Check online for outstanding local vegetarian and other restaurants known for vegetarian or sustainability-minded dishes. And take a look at some of these non-meat dishes from Vancouver restaurants recently selected for Michelin Guide status:

  • Stracciatella, with butternut squash, pumpkin seed and sage crumble, white balsamic vin (Barbara)
  • Savoury profiteroles, goat camembert mousse, grilled radicchio (Burdock & Co.)
  • Charcoal udon (dungeness crab, prawns, squid, Calabrian chili butter) (Kissa Tanto)
  • Roasted Manitoba pickerel, with celery and green dashi (Published on Main)
  • Maple cured Sablefish, split-pea soup, leek and ham (St. Lawrence)
Okanagan Valley's Blue Mountain Vineyard and McIntyre Bluff
Vineyards now abound in B.C., and our winemakers are crafting fantastic wines that now compete with some of the world's best.

Choose a B.C. wine

Gone are the days when we needed to look to Old World wines, or New World wines from the likes of Australia, for excellence. Red, white, and sparkling, B.C. wines are making noise near and far, and the CO2 emissions related to their transport make them a more eco-friendly choice.

A U.K.-based analysis of CO2 emissions related to the transport of a bottle of wine in 2020 found that while a bottle imported from France carried a CO emissions cost of 91 grams, compared to 295 g for an Australian bottle and 262 g from a bottle imported from Argentina.
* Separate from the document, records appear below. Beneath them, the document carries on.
//! `quartermaster-reporting` — dashboard metric definitions.
//!
//! Pure types and arithmetic. The aggregator executing these over a store
//! lives in `quartermaster-infra`.

pub mod metrics;

pub use metrics::{
    DashboardMetrics, MovementDetails, MovementTotals, MovementWindow, PurchaseMovement,
    TransferMovement, MOVEMENT_DETAIL_LIMIT,
};
//! Strongly-typed identifiers used across the ledger.

use core::str::FromStr;
use serde::{Deserialize, Serialize};
use uuid::Uuid;

use crate::error::DomainError;

/// Identifier of a military base.
#[derive(Debug, Copy, Clone, PartialEq, Eq, Hash, PartialOrd, Ord, Serialize, Deserialize)]
#[serde(transparent)]
pub struct BaseId(Uuid);

/// Identifier of an equipment type (reference data).
#[derive(Debug, Copy, Clone, PartialEq, Eq, Hash, Serialize, Deserialize)]
#[serde(transparent)]
pub struct EquipmentTypeId(Uuid);

/// Identifier of a user (actor identity).
#[derive(Debug, Copy, Clone, PartialEq, Eq, Hash, Serialize, Deserialize)]
#[serde(transparent)]
pub struct UserId(Uuid);

/// Identifier of a tracked asset.
#[derive(Debug, Copy, Clone, PartialEq, Eq, Hash, Serialize, Deserialize)]
#[serde(transparent)]
pub struct AssetId(Uuid);

/// Identifier of a purchase record.
#[derive(Debug, Copy, Clone, PartialEq, Eq, Hash, Serialize, Deserialize)]
#[serde(transparent)]
pub struct PurchaseId(Uuid);

/// Identifier of a transfer record.
#[derive(Debug, Copy, Clone, PartialEq, Eq, Hash, Serialize, Deserialize)]
#[serde(transparent)]
pub struct TransferId(Uuid);

/// Identifier of an assignment record.
#[derive(Debug, Copy, Clone, PartialEq, Eq, Hash, Serialize, Deserialize)]
#[serde(transparent)]
pub struct AssignmentId(Uuid);

/// Identifier of an expenditure record.
#[derive(Debug, Copy, Clone, PartialEq, Eq, Hash, Serialize, Deserialize)]
#[serde(transparent)]
pub struct ExpenditureId(Uuid);

/// Identifier of an audit event.
#[derive(Debug, Copy, Clone, PartialEq, Eq, Hash, Serialize, Deserialize)]
#[serde(transparent)]
pub struct AuditEventId(Uuid);

macro_rules! impl_uuid_newtype {
    ($t:ty, $name:literal) => {
        impl $t {
            /// Create a new identifier.
            ///
            /// Uses UUIDv7 (time-ordered). Prefer passing IDs explicitly in tests
            /// for determinism.
            pub fn new() -> Self {
                Self(Uuid::now_v7())
            }

            pub fn from_uuid(uuid: Uuid) -> Self {
                Self(uuid)
            }

            pub fn as_uuid(&self) -> &Uuid {
                &self.0
            }
        }

        impl core::fmt::Display for $t {
            fn fmt(&self, f: &mut core::fmt::Formatter<'_>) -> core::fmt::Result {
                core::fmt::Display::fmt(&self.0, f)
            }
        }

        impl From<Uuid> for $t {
            fn from(value: Uuid) -> Self {
                Self(value)
            }
        }

        impl From<$t> for Uuid {
            fn from(value: $t) -> Self {
                value.0
            }
        }

        impl FromStr for $t {
            type Err = DomainError;

            fn from_str(s: &str) -> Result<Self, Self::Err> {
                let uuid = Uuid::from_str(s)
                    .map_err(|e| DomainError::validation(format!("{}: {}", $name, e)))?;
                Ok(Self(uuid))
            }
        }
    };
}

impl_uuid_newtype!(BaseId, "BaseId");
impl_uuid_newtype!(EquipmentTypeId, "EquipmentTypeId");
impl_uuid_newtype!(UserId, "UserId");
impl_uuid_newtype!(AssetId, "AssetId");
impl_uuid_newtype!(PurchaseId, "PurchaseId");
impl_uuid_newtype!(TransferId, "TransferId");
impl_uuid_newtype!(AssignmentId, "AssignmentId");
impl_uuid_newtype!(ExpenditureId, "ExpenditureId");
impl_uuid_newtype!(AuditEventId, "AuditEventId");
Several B.C. winemakers are also looking for more sustainable ways of producing their wine, as well.
Not sure which B.C. wines to buy? Talk to the experts at your local liquor store or wine shop, check out online reviews, or visit and download the Wines of BC Explorer app to your smartphone.

Turn down the heat, turn up the cuddle

Turn up the romance and turn down the heat on Valentine's Day. Grab a sweater or a blanket as you cuddle on the couch and turn down the heat as you head to bed. Did you know that heating costs can increase by about 5% for every degree above 20°C (68°F)?

Here's what we recommend in terms of setting your thermostats at home:

  • Going to sleep? Set your thermostat to 16°C as you turn in for the night.
  • Doing housework or cooking? Set your thermostat to 18°C to keep you comfortable.
  • Reading or watching TV: Set your thermostat to 21°C for energy-efficient relaxation.